Angesichts der hohen Steigerungsraten des Bruttosozialprodukts und Kursexzesse an den Märkten verwundert es nicht, dass immer wieder vor einer gigantischen Bubble im Reich der Mitte gewarnt wird. Jetzt wo die chinesische Regierung auf die Wachstumsbremse tritt und die großen Banken angewiesen hat, im Januar keine weiteren Kredite zu vergeben, werden die Stimmen der Warner lauter. Platzen bald die Träume der China-Optimisten? Handelt sich wirklich um eine Bubble, die den Börsen Ungemach bringt und den Exitus der wirtschaftlichen Aufholjagd bedeutet?
Ich meine nein. Zwar gibt es unübersehbare Übertreibungen, aber von einer Bubble zu sprechen ist viel zu früh. Lassen Sie mich meinen Gedankengang kurz mit drei Argumenten begründen:
- Technologie- und Know-how-Substitution: China steht erst am Anfang überholte heimische Technologien und Verfahrensweisen durch effizientere westliche Technologien und Know-how zu ersetzen. Stellen Sie sich einen Bauern vor, der mühsam mit Ochse und Pflug sein Feld bestellt. Was könnte er dagegen mit modernsten landwirtschaftlichen Geräten erreichen? Schon der Einsatz modernster Traktoren würde ein Produktivitätswunder auslösen. Solange der Produktivitätszuwachs durch Adaption fortschrittlicher (westlicher) Technologien gespeist wird, ist eine Bubble unwahrscheinlich.
- Der Basiseffekt: die prozentualen Wachstumsraten dürfen nicht allein für sich betrachtet werden. Mindestens genauso wichtig ist die absolute Höhe der betrachteten Größe. Zwar hat die Wirtschaftskraft relativ betrachtet stark zugenommen, aber absolut ist bei einer Milliardenbevölkerung noch reichlich Luft nach oben.
- Der Exponentialeffekt: Im Gegensatz zu linearen Prozessen sind exponentielle Wachstumsraten durch eine multiplikative Zunahme gekennzeichnet. Der Zinseszinseffekt ist ein populäres Beispiel. Die Zunahme verläuft ab einem bestimmten Zeitpunkt „explosiv“. Erst in dieser Beschleunigungsphase ist mit einer Bubble und extremen Verwerfungen insbesondere an den Rohstoffmärkten zu rechnen (dazu gleich mehr).

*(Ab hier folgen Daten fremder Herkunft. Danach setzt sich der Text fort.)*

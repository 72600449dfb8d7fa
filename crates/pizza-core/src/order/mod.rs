//! The in-progress order and its saved copies on disk

pub mod store;

use crate::catalog::{self, Component, Size};
use crate::error::{Error, Result};
use crate::json;
use serde::{Deserialize, Serialize};
use std::path::Path;

pub use store::{display_name, list_saved_orders, resolve_prefix, OrderStore};

/// One pizza in the cart with its toppings and size
#[derive(Debug, Clone, PartialEq, Serialize, Deserialize)]
#[serde(rename_all = "PascalCase")]
pub struct OrderItem {
    pub pizza: Component,
    #[serde(default)]
    pub toppings: Vec<Component>,
    pub size: Size,
}

impl OrderItem {
    pub fn new(pizza: Component, toppings: Vec<Component>, size: Size) -> Self {
        Self {
            pizza,
            toppings,
            size,
        }
    }

    pub fn price(&self) -> f64 {
        catalog::price(&self.pizza, &self.toppings, &self.size)
    }
}

/// A cart of order items
#[derive(Debug, Clone, Default, PartialEq, Serialize, Deserialize)]
#[serde(rename_all = "PascalCase")]
pub struct Order {
    #[serde(default)]
    items: Vec<OrderItem>,
}

impl Order {
    pub fn new() -> Self {
        Self::default()
    }

    pub fn items(&self) -> &[OrderItem] {
        &self.items
    }

    pub fn len(&self) -> usize {
        self.items.len()
    }

    pub fn is_empty(&self) -> bool {
        self.items.is_empty()
    }

    /// Append an item. Components are not checked against the catalog.
    pub fn add_item(&mut self, pizza: Component, toppings: Vec<Component>, size: Size) {
        self.items.push(OrderItem::new(pizza, toppings, size));
    }

    /// Remove the item at a 0-based index
    pub fn remove_item(&mut self, index: usize) -> Result<OrderItem> {
        if index >= self.items.len() {
            return Err(Error::IndexOutOfRange {
                index,
                len: self.items.len(),
            });
        }
        Ok(self.items.remove(index))
    }

    pub fn total_price(&self) -> f64 {
        self.items.iter().map(OrderItem::price).sum()
    }

    /// Write the order to `path`, replacing any existing file
    pub fn save(&self, path: &Path) -> Result<()> {
        json::write_json(path, self, "order")
    }

    /// Read an order from `path`; `None` when the file does not exist
    pub fn load(path: &Path) -> Result<Option<Order>> {
        let Some(content) = json::read_if_exists(path)? else {
            return Ok(None);
        };

        let order = serde_json::from_str(&content).map_err(|source| Error::OrderParse {
            path: path.to_path_buf(),
            source,
        })?;

        Ok(Some(order))
    }
}
//! Error kinds surfaced by the catalog, order and config layers

use std::path::PathBuf;
use thiserror::Error;

/// Result alias for fallible core operations
pub type Result<T, E = Error> = std::result::Result<T, E>;

#[derive(Debug, Error)]
pub enum Error {
    /// The config file exists but is not a valid catalog document
    #[error("Config file {} is corrupt: {source}", path.display())]
    ConfigCorrupt {
        path: PathBuf,
        #[source]
        source: serde_json::Error,
    },

    /// A saved order file exists but could not be parsed
    #[error("Saved order {} could not be read: {source}", path.display())]
    OrderParse {
        path: PathBuf,
        #[source]
        source: serde_json::Error,
    },

    #[error("Failed to access {}: {source}", path.display())]
    Io {
        path: PathBuf,
        #[source]
        source: std::io::Error,
    },

    #[error("Failed to serialize {what}: {source}")]
    Serialize {
        what: &'static str,
        #[source]
        source: serde_json::Error,
    },

    #[error("Invalid selection {index}: the order has {len} item(s)")]
    IndexOutOfRange { index: usize, len: usize },

    #[error("A {kind} named '{name}' already exists")]
    DuplicateName { kind: &'static str, name: String },

    #[error("The {kind} value must be a finite number greater than zero (got {value})")]
    NonPositiveValue { kind: &'static str, value: f64 },
}

impl Error {
    pub(crate) fn io(path: impl Into<PathBuf>, source: std::io::Error) -> Self {
        Self::Io {
            path: path.into(),
            source,
        }
    }
}
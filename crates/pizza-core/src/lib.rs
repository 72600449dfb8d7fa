//! Pizza Core - catalog, orders and the menu state machine behind the ordering console
//!
//! # Architecture
//!
//! The library is organized into layers:
//!
//! - **Layer 1: Model** - `catalog` (pizzas, toppings, sizes, pricing) and `order`
//!   (the cart and saved orders on disk)
//! - **Layer 2: Persistence** - `config::ConfigStore`, the JSON-backed owner of the catalog
//! - **Layer 3: Workflow** - `app::App`, a menu state machine driven through the
//!   `ui::UiProvider` trait
//! - **Layer 4: CLI/TUI Interface** - Optional cliclack-based provider (feature-gated)
//!
//! # Feature Flags
//!
//! - `tui` (default): Enables the cliclack-based prompts module
//!
//! # Example Usage (custom front end)
//!
//! ```ignore
//! use pizza_core::{App, ConfigStore, UiProvider};
//!
//! struct MyUi;
//! impl UiProvider for MyUi {
//!     // ... implement the prompt and render methods
//! }
//!
//! let config = ConfigStore::open("config.json")?;
//! App::new(config, MyUi).run()?;
//! ```

pub mod app;
pub mod catalog;
pub mod config;
pub mod error;
mod json;
pub mod order;
pub mod ui;

#[cfg(feature = "tui")]
pub mod tui;

// Re-export main types for convenience
pub use app::{App, State};
pub use catalog::{default_catalog, Catalog, CatalogList, Component, Size};
pub use config::{ConfigStore, DEFAULT_CONFIG_PATH};
pub use error::{Error, Result};
pub use order::{list_saved_orders, Order, OrderItem, OrderStore};
pub use ui::{MenuItem, UiProvider, View};

#[cfg(feature = "tui")]
pub use tui::{run, RunArgs};
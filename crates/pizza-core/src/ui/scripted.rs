//! Scripted UI provider for driving the app in tests

use super::{MenuItem, NumberValidator, TextValidator, UiProvider, View};
use std::collections::VecDeque;
use std::io;

/// A queued answer to the next prompt
#[derive(Debug, Clone)]
pub(crate) enum Answer {
    /// Pick the entry with this label
    Pick(&'static str),
    /// Pick every entry with one of these labels
    PickMany(Vec<&'static str>),
    Text(&'static str),
    Number(f64),
    /// A number returned without running the validator
    UncheckedNumber(f64),
    Confirm(bool),
}

#[derive(Debug, Default)]
pub(crate) struct ScriptedUi {
    answers: VecDeque<Answer>,
    /// Messages passed to `show_error`
    pub errors: Vec<String>,
    /// Messages passed to `show_info` and `show_success`
    pub infos: Vec<String>,
    /// Validator messages for answers that were rejected and re-asked
    pub rejected: Vec<String>,
    /// Labels offered by the most recent `select_one`
    pub last_choices: Vec<MenuItem>,
    pub renders: usize,
}

impl ScriptedUi {
    pub(crate) fn new(answers: impl IntoIterator<Item = Answer>) -> Self {
        Self {
            answers: answers.into_iter().collect(),
            ..Self::default()
        }
    }

    pub(crate) fn remaining(&self) -> usize {
        self.answers.len()
    }

    fn next(&mut self, expected: &str) -> io::Result<Answer> {
        self.answers.pop_front().ok_or_else(|| {
            io::Error::new(
                io::ErrorKind::UnexpectedEof,
                format!("script exhausted while waiting for {}", expected),
            )
        })
    }

    fn unexpected(expected: &str, got: &Answer) -> io::Error {
        io::Error::new(
            io::ErrorKind::InvalidInput,
            format!("expected {} answer, script has {:?}", expected, got),
        )
    }

    fn index_of(choices: &[MenuItem], label: &str) -> io::Result<usize> {
        choices
            .iter()
            .position(|c| c.label == label)
            .ok_or_else(|| {
                io::Error::new(
                    io::ErrorKind::InvalidInput,
                    format!("'{}' is not among the offered choices", label),
                )
            })
    }
}

impl UiProvider for ScriptedUi {
    fn select_one(&mut self, _title: &str, choices: &[MenuItem]) -> io::Result<usize> {
        self.last_choices = choices.to_vec();
        match self.next("select")? {
            Answer::Pick(label) => Self::index_of(choices, label),
            other => Err(Self::unexpected("select", &other)),
        }
    }

    fn select_many(&mut self, _title: &str, choices: &[MenuItem]) -> io::Result<Vec<usize>> {
        match self.next("multiselect")? {
            Answer::PickMany(labels) => labels
                .into_iter()
                .map(|label| Self::index_of(choices, label))
                .collect(),
            other => Err(Self::unexpected("multiselect", &other)),
        }
    }

    fn prompt_text(&mut self, _title: &str, validate: TextValidator<'_>) -> io::Result<String> {
        loop {
            match self.next("text")? {
                Answer::Text(text) => match validate(text) {
                    Ok(()) => return Ok(text.to_string()),
                    Err(msg) => self.rejected.push(msg),
                },
                other => return Err(Self::unexpected("text", &other)),
            }
        }
    }

    fn prompt_number(&mut self, _title: &str, validate: NumberValidator<'_>) -> io::Result<f64> {
        loop {
            match self.next("number")? {
                Answer::Number(n) => match validate(n) {
                    Ok(()) => return Ok(n),
                    Err(msg) => self.rejected.push(msg),
                },
                Answer::UncheckedNumber(n) => return Ok(n),
                other => return Err(Self::unexpected("number", &other)),
            }
        }
    }

    fn confirm(&mut self, _message: &str) -> io::Result<bool> {
        match self.next("confirm")? {
            Answer::Confirm(yes) => Ok(yes),
            other => Err(Self::unexpected("confirm", &other)),
        }
    }

    fn show_error(&mut self, message: &str) -> io::Result<()> {
        self.errors.push(message.to_string());
        Ok(())
    }

    fn show_info(&mut self, message: &str) -> io::Result<()> {
        self.infos.push(message.to_string());
        Ok(())
    }

    fn render(&mut self, _view: View<'_>) -> io::Result<()> {
        self.renders += 1;
        Ok(())
    }
}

Es gehört nicht viel Fantasie dazu sich vorzustellen, dass eine wachsende Milliardenbevölkerung einen steigenden Konsum nach sich zieht, der wiederum Unternehmen und Wirtschaft beflügelt. Kehrseite der Medaille ist der unweigerlich damit verbundene Rohstoffverbrauch.
Abbildung: Steigendes Wachstum führt zu erhöhtem Rohstoffverbrauch, solange keine wirtschaftlicheren Technologien oder Substitute den Effekt überkompensieren. Quelle: Prosperity without growth, Tim Jackson 2009; Aquila Capital
Die obige Grafik zeigt den Zusammenhang zwischen Bruttosozialprodukt und Rohstoffbedarf. Demnach scheint selbst eine effizientere Ressourcennutzung dem zunehmenden Verbrauch keinen Abbruch zu tun. Was in der Grafik recht unspektakulär aussieht, birgt für die kommenden Jahrzehnte eine gehörige Portion Sprengstoff. Steigt das Welt-Bruttosozialprodukt weiter an, ohne das der Ressourcenverbrauch durch bessere Technologien und neue Verfahren kompensiert werden kann, droht ein Versorgungsengpass wie wir ihn uns heute nicht vorstellen können.